If the case was tried on the merits by the lower court without jurisdiction
over the subject matter, the Regional Trial Court on appeal shall not dismiss
the case if it has original jurisdiction thereof, but shall decide the case in
accordance with the preceding section, without prejudice to the admission of
amended pleadings and additional evidence in the interest of justice. (n)

The case was dismissed by the MTC without trial on the merits.

PROBLEM: Tomas filed a case against Ka Noli to collect a loan of P50,000 before the MTC. But upon
motion to dismiss alleging that MTC has no jurisdiction, the court dismissed the complaint without
trial. That is disposing of the case without trial. Now, RTC said, “MTC has jurisdiction.”
Q: In that case, what will the RTC do?
A: The RTC will order the MTC to conduct trial.

PROBLEM: Suppose the complaint filed by Tomas against Ka Noli is for P500,000 before the MTC.
It is clear that the MTC has no jurisdiction. Ka Noli moved to dismiss the case and it was dismissed. But
Tomas appealed to the RTC believing that the dismissal was wrong. Of course the order of the MTC is
correct. It should have been filed with the RTC.
Q: What will happen now to the case?
A: The RTC will not dismiss the case but instead assumes jurisdiction. The RTC which has
jurisdiction, shall try the case on the merits as if the case was originally filed in the RTC.

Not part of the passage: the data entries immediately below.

use crate::synth::pi;

use super::spectrum::{bin_frequencies, SpectrumOutput, Stft};

pub const MEL_BANDS: usize = 128;
const TOP_DB: f32 = 80.0;
const AMIN: f32 = 1e-10;

pub fn hz_to_mel(hz: f32) -> f32 {
  2595.0 * (1.0 + hz / 700.0).log10()
}

pub fn mel_to_hz(mel: f32) -> f32 {
  700.0 * (10f32.powf(mel / 2595.0) - 1.0)
}

/// Triangular mel filters between 0 Hz and Nyquist, each normalised to unit area.
/// Returns `bands` rows of `frame_size / 2 + 1` weights.
pub fn mel_filterbank(bands: usize, frame_size: usize, sample_rate: u32) -> Vec<Vec<f32>> {
  let freqs = bin_frequencies(frame_size, sample_rate);
  let top = hz_to_mel(sample_rate as f32 / 2.0);
  let edges: Vec<f32> = (0..bands + 2).map(|i| mel_to_hz(top * i as f32 / (bands + 1) as f32)).collect();

  (0..bands)
    .map(|b| {
      let (lo, mid, hi) = (edges[b], edges[b + 1], edges[b + 2]);
      let norm = 2.0 / (hi - lo);
      freqs
        .iter()
        .map(|&f| {
          let rising = (f - lo) / (mid - lo);
          let falling = (hi - f) / (hi - mid);
          rising.min(falling).max(0.0) * norm
        })
        .collect()
    })
    .collect()
}

/// `10 * log10(power)`, floored `TOP_DB` below the loudest value.
pub fn power_to_db(values: &mut [f32]) {
  let mut peak = f32::NEG_INFINITY;
  for v in values.iter_mut() {
    *v = 10.0 * v.max(AMIN).log10();
    peak = peak.max(*v);
  }
  let floor = peak - TOP_DB;
  for v in values.iter_mut() {
    *v = v.max(floor);
  }
}

/// Orthonormal DCT-II, keeping the first `keep` coefficients.
pub fn dct_ortho(input: &[f32], keep: usize) -> Vec<f32> {
  let n = input.len() as f32;
  (0..keep.min(input.len()))
    .map(|k| {
      let sum: f32 = input
        .iter()
        .enumerate()
        .map(|(i, &x)| x * (pi * k as f32 * (2.0 * i as f32 + 1.0) / (2.0 * n)).cos())
        .sum();
      let scale = if k == 0 { (1.0 / n).sqrt() } else { (2.0 / n).sqrt() };
      sum * scale
    })
    .collect()
}

pub struct Mfcc {
  num_mfccs: usize,
  stft: Stft,
  filters: Vec<Vec<f32>>,
}

impl Mfcc {
  pub fn new(num_mfccs: usize, frame_size: usize, hop_size: usize, sample_rate: u32) -> Self {
    Mfcc {
      num_mfccs,
      stft: Stft::new(frame_size, hop_size),
      filters: mel_filterbank(MEL_BANDS, frame_size, sample_rate),
    }
  }

  pub fn frame_count(&self, len: usize) -> usize {
    self.stft.frame_count(len)
  }

  /// Coefficients per frame, `[frames][num_mfccs]`.
  pub fn compute(&self, samples: &[f32]) -> Vec<Vec<f32>> {
    let power = self.stft.frames(samples, SpectrumOutput::Power);
    let mut mel: Vec<f32> = power
      .iter()
      .flat_map(|frame| {
        self
          .filters
          .iter()
          .map(move |filter| filter.iter().zip(frame).map(|(w, p)| w * p).sum::<f32>())
      })
      .collect();
    power_to_db(&mut mel);

    mel.chunks(MEL_BANDS).map(|bands| dct_ortho(bands, self.num_mfccs)).collect()
  }
}

#[cfg(test)]
mod tests {
  use super::*;

  #[test]
  fn test_mel_round_trip() {
    for hz in [0.0, 440.0, 8000.0] {
      assert!((mel_to_hz(hz_to_mel(hz)) - hz).abs() < 0.05);
    }
  }

  #[test]
  fn test_db_floor() {
    let mut values = vec![1.0, 1e-12, 0.1];
    power_to_db(&mut values);
    for (got, want) in values.iter().zip([0.0, -80.0, -10.0]) {
      assert!((got - want).abs() < 1e-3, "{} != {}", got, want);
    }
  }

  #[test]
  fn test_dct_of_constant_is_dc_only() {
    let coeffs = dct_ortho(&[2.0; 8], 4);
    assert!((coeffs[0] - 2.0 * 8f32.sqrt()).abs() < 1e-4);
    assert!(coeffs[1..].iter().all(|c| c.abs() < 1e-4));
  }

  #[test]
  fn test_shape() {
    let mfcc = Mfcc::new(13, 1024, 256, 22050);
    let out = mfcc.compute(&vec![0.1; 2048]);
    assert_eq!(out.len(), 9);
    assert!(out.iter().all(|f| f.len() == 13));
  }
}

The second paragraph has slight modification:

PROBLEM: Tomas files a case against Ka Noli for P500,000 before the MTC. Ka Noli file a motion to
dismiss on the ground of lack of jurisdiction. But the motion to dismiss of Ka Noli was denied and the
court tried the case. So, the trial is void. The judgment rendered is also void. So Ka Noli appealed.
Q: What will happen on appeal from the decision of the MTC which tried a case even though it has
no jurisdiction over it?
A: Since the decision (on the merits) was appealed to the RTC, the RTC will assumes jurisdiction
over the case. The RTC will convert the appellate jurisdiction into an original jurisdiction instead of
dismissing an appeal. It will treat it as if it has been filed for the first time in the RTC and not as an
appealed case. The purpose here is to avoid double payment of docket fees.

Sec. 9. Applicability of Rule 41. The other provisions of Rule 41 shall


apply to appeals provided for herein insofar as they are not inconsistent with
or may serve to supplement the provisions of this Rule. (n)

Rule 41 provisions may also be used in appeals from MTC to RTC. It is more comprehensive. It
refers to appeal from RTC to CA on cases decided by the RTC pursuant to its original jurisdiction. This
is also applicable to Rule 40 insofar as they are not inconsistent.